• **Work to complete**:
Return each line of the records below in which the string "engine" turns up.
[[ Listed records open ]]
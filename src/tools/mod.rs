//! The parameter contract shared by smoothers, estimators and features.
//!
//! Every tool declares:
//!
//! - a `NAME` used as the header prefix
//! - its ordered `PARAMETERS`, backed by a typed, serializable parameter set
//! - its `DEPENDENCIES` on upstream state
//!
//! Parameters can be stored, cloned out, replaced and cleared, and they
//! round-trip through a name -> JSON map so an uncertainty engine (or a saved
//! header) can replay a tool's configuration without knowing its internals.

pub mod header;

pub use header::Header;

use std::collections::BTreeMap;
use std::fmt;

use rand::SeedableRng;
use rand::rngs::StdRng;
use serde::Serialize;
use serde::de::DeserializeOwned;
use serde_json::Value;

use crate::error::MeasureError;
use crate::spectrum::Spectrum;

/// Named parameter values, keyed by parameter name.
pub type ParameterMap = BTreeMap<String, Value>;

/// Upstream state a tool needs before it can run.
#[derive(Debug, Clone, Copy, PartialEq, Eq, Hash)]
pub enum Dependency {
    /// `spectrum.smooth` must be set.
    SpectrumSmooth,
    /// `spectrum.error` must be set.
    SpectrumError,
    /// A smoother must be supplied alongside the tool.
    MethodSmooth,
}

impl Dependency {
    pub fn key(&self) -> &'static str {
        match self {
            Dependency::SpectrumSmooth => "spectrum.smooth",
            Dependency::SpectrumError => "spectrum.error",
            Dependency::MethodSmooth => "method.smooth",
        }
    }

    pub fn description(&self) -> &'static str {
        match self {
            Dependency::SpectrumSmooth => "smoothed flux of the spectrum",
            Dependency::SpectrumError => "per-sample flux error of the spectrum",
            Dependency::MethodSmooth => "smoothing method used to build the smoothed flux",
        }
    }

    /// Whether the spectrum-side part of this dependency is met.
    ///
    /// `MethodSmooth` also needs the smoothed flux; the smoother itself is
    /// checked by whoever drives the tool.
    pub fn satisfied_by(&self, spectrum: &Spectrum) -> bool {
        match self {
            Dependency::SpectrumSmooth | Dependency::MethodSmooth => spectrum.has_smooth(),
            Dependency::SpectrumError => spectrum.has_error(),
        }
    }
}

impl fmt::Display for Dependency {
    fn fmt(&self, f: &mut fmt::Formatter<'_>) -> fmt::Result {
        f.write_str(self.key())
    }
}

/// Whether a feature should randomise its continuum before measuring.
///
/// Only the Monte Carlo engine asks for `Perturbed`; the seed makes each
/// trial's perturbation reproducible.
#[derive(Debug, Clone, Copy, PartialEq, Eq, Default)]
pub enum ContinuumMode {
    #[default]
    Fixed,
    Perturbed {
        seed: u64,
    },
}

impl ContinuumMode {
    /// Random source for a perturbed run, `None` when fixed.
    pub fn rng(&self) -> Option<StdRng> {
        match self {
            ContinuumMode::Fixed => None,
            ContinuumMode::Perturbed { seed } => Some(StdRng::seed_from_u64(*seed)),
        }
    }
}

pub trait Tool {
    const NAME: &'static str;
    const PARAMETERS: &'static [&'static str];
    const DEPENDENCIES: &'static [Dependency];

    type Params: Clone + fmt::Debug + Serialize + DeserializeOwned + Send + Sync;

    /// Currently stored parameters.
    fn parameters(&self) -> Option<&Self::Params>;

    /// Replace (or clear, with `None`) the stored parameters.
    fn store_parameters(&mut self, params: Option<Self::Params>);

    /// Deep copy of the stored parameters, `None` when unset.
    fn get_parameters(&self) -> Option<Self::Params> {
        self.parameters().cloned()
    }

    fn set_parameters(&mut self, params: Self::Params) {
        self.store_parameters(Some(params));
    }

    fn del_parameters(&mut self) {
        self.store_parameters(None);
    }

    /// Fail with `MissingDependency` unless every spectrum-side dependency holds.
    fn check_dependencies(spectrum: &Spectrum) -> Result<(), MeasureError> {
        match Self::DEPENDENCIES.iter().find(|d| !d.satisfied_by(spectrum)) {
            Some(dep) => Err(MeasureError::MissingDependency(dep.key())),
            None => Ok(()),
        }
    }

    /// Stored parameters as a name -> JSON map.
    fn parameter_map(&self) -> Result<Option<ParameterMap>, MeasureError> {
        let Some(params) = self.parameters() else {
            return Ok(None);
        };
        match serde_json::to_value(params)? {
            Value::Object(fields) => Ok(Some(fields.into_iter().collect())),
            other => Err(MeasureError::Serialization(format!(
                "{} parameters did not serialize to a map: {other}",
                Self::NAME
            ))),
        }
    }

    /// Set parameters from a map; every declared name must be present.
    fn set_parameters_from_map(&mut self, map: &ParameterMap) -> Result<(), MeasureError> {
        let mut fields = serde_json::Map::new();
        for &name in Self::PARAMETERS {
            let value = map
                .get(name)
                .ok_or_else(|| MeasureError::MissingParameter(name.to_string()))?;
            fields.insert(name.to_string(), value.clone());
        }
        let params: Self::Params = serde_json::from_value(Value::Object(fields))?;
        self.set_parameters(params);
        Ok(())
    }

    /// Write the stored parameters into `header` as `NAME.param` entries.
    fn update_header(&self, header: &mut Header) -> Result<(), MeasureError> {
        let map = self
            .parameter_map()?
            .ok_or_else(|| MeasureError::MissingParameter(format!("{} parameters", Self::NAME)))?;
        for (name, value) in map {
            header.insert(Header::key(Self::NAME, &name), value);
        }
        Ok(())
    }

    /// Restore parameters previously written by [`Tool::update_header`].
    fn set_parameters_from_header(&mut self, header: &Header) -> Result<(), MeasureError> {
        let mut map = ParameterMap::new();
        for &name in Self::PARAMETERS {
            let key = Header::key(Self::NAME, name);
            let value = header
                .get(&key)
                .ok_or(MeasureError::MissingParameter(key.clone()))?;
            map.insert(name.to_string(), value.clone());
        }
        self.set_parameters_from_map(&map)
    }
}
[[ Listed records closed ]]
• **Result**:
//! round-trip through a name -> JSON map so an uncertainty engine (or a saved
/// Only the Monte Carlo engine asks for `Perturbed`; the seed makes each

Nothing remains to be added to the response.